The prevalence of limb anomalies in neonates is approximately 0.38% in China, with severe cases significantly affecting the survival and long-term quality of life of patients, most of whom require multiple operations [18, 19]. The malformations of tibial hemimelia may be unilateral or bilateral, and the tibia may be shortened, curved, dysplastic or even absent, along with various other limb deformities [20, 21]. There are different treatments for tibial hemimelia depending on the severity, and amputation is the most tried and proven method and is currently considered the gold standard of treatment for tibial hemimelia [20]. In our case, however, although the child’s shortened and “flattened” tibia had resulted in ankle dislocation and complete loss of standing ability, the parents could not accept amputation, and he ultimately underwent three operations for reconstructing the right lower limb structure and restoring function.

Tibial hemimelia is the result of abnormal limb bud development [22]. During embryonic development, bone formation is regulated by various signaling molecules, among which Hh is strongly involved. The Hh protein in mammals has three homologs, Shh, Indian hedgehog (Ihh) and Desert hedgehog (Dhh) [23]. At early stages of embryonic development, Shh regulates the formation of the zone of polarizing activity (ZPA) as a morphogen to establish the anterior-posterior (A-P) patterning of the embryonic limb bud [24, 25]. Ihh participates in the process of endochondral bone formation at late stages of embryonic development together with thyroid hormone-related peptide (PTHrP), which regulates growth plate and long bone development [26]. Previously reported tibial hemimelia associated with mutations in GLI3 and ZRS further validate the importance of the Shh signaling pathway in limb bud development [3, 4]. In addition to GLI3 and ZRS, Shh signaling is also regulated by the seven transmembrane protein SMO [27, 28].

SMO protein plays a key role in transducing Hh signaling. When the Hh ligand binds to the patched protein, the patched-mediated inhibition of SMO is released, allowing the signal to be transduced [29]. Although no limb abnormalities have been reported to be associated with SMO mutations, as mentioned above, it is speculated that SMO may also be involved in regulating limb development through the Hh signaling pathway.
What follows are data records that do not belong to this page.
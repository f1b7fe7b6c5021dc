//! Tool parameter schemas.

use serde::{Deserialize, Serialize};

/// JSON Schema describing a tool's parameters.
///
/// Script tools take string arguments only, so the builder offers string
/// properties.
#[derive(Debug, Clone, PartialEq, Serialize, Deserialize)]
pub struct ToolParameters {
    pub schema: serde_json::Value,
}

impl ToolParameters {
    /// Builder: object schema with properties.
    pub fn object() -> ParameterBuilder {
        ParameterBuilder {
            properties: serde_json::Map::new(),
            required: Vec::new(),
        }
    }
}

/// Builder for tool parameter schemas.
pub struct ParameterBuilder {
    properties: serde_json::Map<String, serde_json::Value>,
    required: Vec<String>,
}

impl ParameterBuilder {
    /// Add a string property.
    pub fn string(
        mut self,
        name: impl Into<String>,
        description: impl Into<String>,
        required: bool,
    ) -> Self {
        let name = name.into();
        self.properties.insert(
            name.clone(),
            serde_json::json!({
                "type": "string",
                "description": description.into(),
            }),
        );
        if required {
            self.required.push(name);
        }
        self
    }

    pub fn build(self) -> ToolParameters {
        ToolParameters {
            schema: serde_json::json!({
                "type": "object",
                "properties": self.properties,
                "required": self.required,
            }),
        }
    }
}

#[cfg(test)]
mod tests {
    use super::*;
    use pretty_assertions::assert_eq;

    #[test]
    fn builder_marks_required_properties() {
        let params = ToolParameters::object()
            .string("filename", "The name of the file to write", true)
            .string("content", "The contents of the file", false)
            .build();
        assert_eq!(params.schema["required"], serde_json::json!(["filename"]));
        assert_eq!(params.schema["properties"]["content"]["type"], "string");
    }
}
This case had two point mutations in exon 2 of the SMO gene at 7q32.1, and both were missense, which will cause a single amino acid substitution instead of a change in protein length. The SMO protein is an integral membrane receptor with an extracellular cysteine rich domain (CRD), also called the Fz domain, a transmembrane domain and an intracellular domain. Both of these mutations are located in the CRD/Fz domain (65-181Aa), which may potentially disrupt the protein/ligand or sterol binding affinity of the SMO receptor. For the maternally derived mutation (c.536 C > T;p.T179M;rs115491500) according to the ACMG criteria is classified as “likely pathogenic”; nevertheless, the paternal mutation (c.443 A > G;p.Q148R) is classified as of “uncertain significance”. However, Q148 is located in a Helix motif formed by 8 amino acids (144-RTLCQATR-151; PDB: 5V56), and the Q > R substitution will change the local charge and polarity, leading to confirmation change and structural disturbance (Fig. 4b and c). Moreover, this Q148R substitution may somehow affect disulfide bond formation between amino acids 147 and 156 C (147-CQATRGPCAIVERERGWPDFLRC-156; UniRule PROSITE-ProRule: PRU00090). Thus, we speculate that the structure or function of the SMO protein may have been disrupted in our case, affecting Hh signal transduction and leading to the malformation condition of the proband.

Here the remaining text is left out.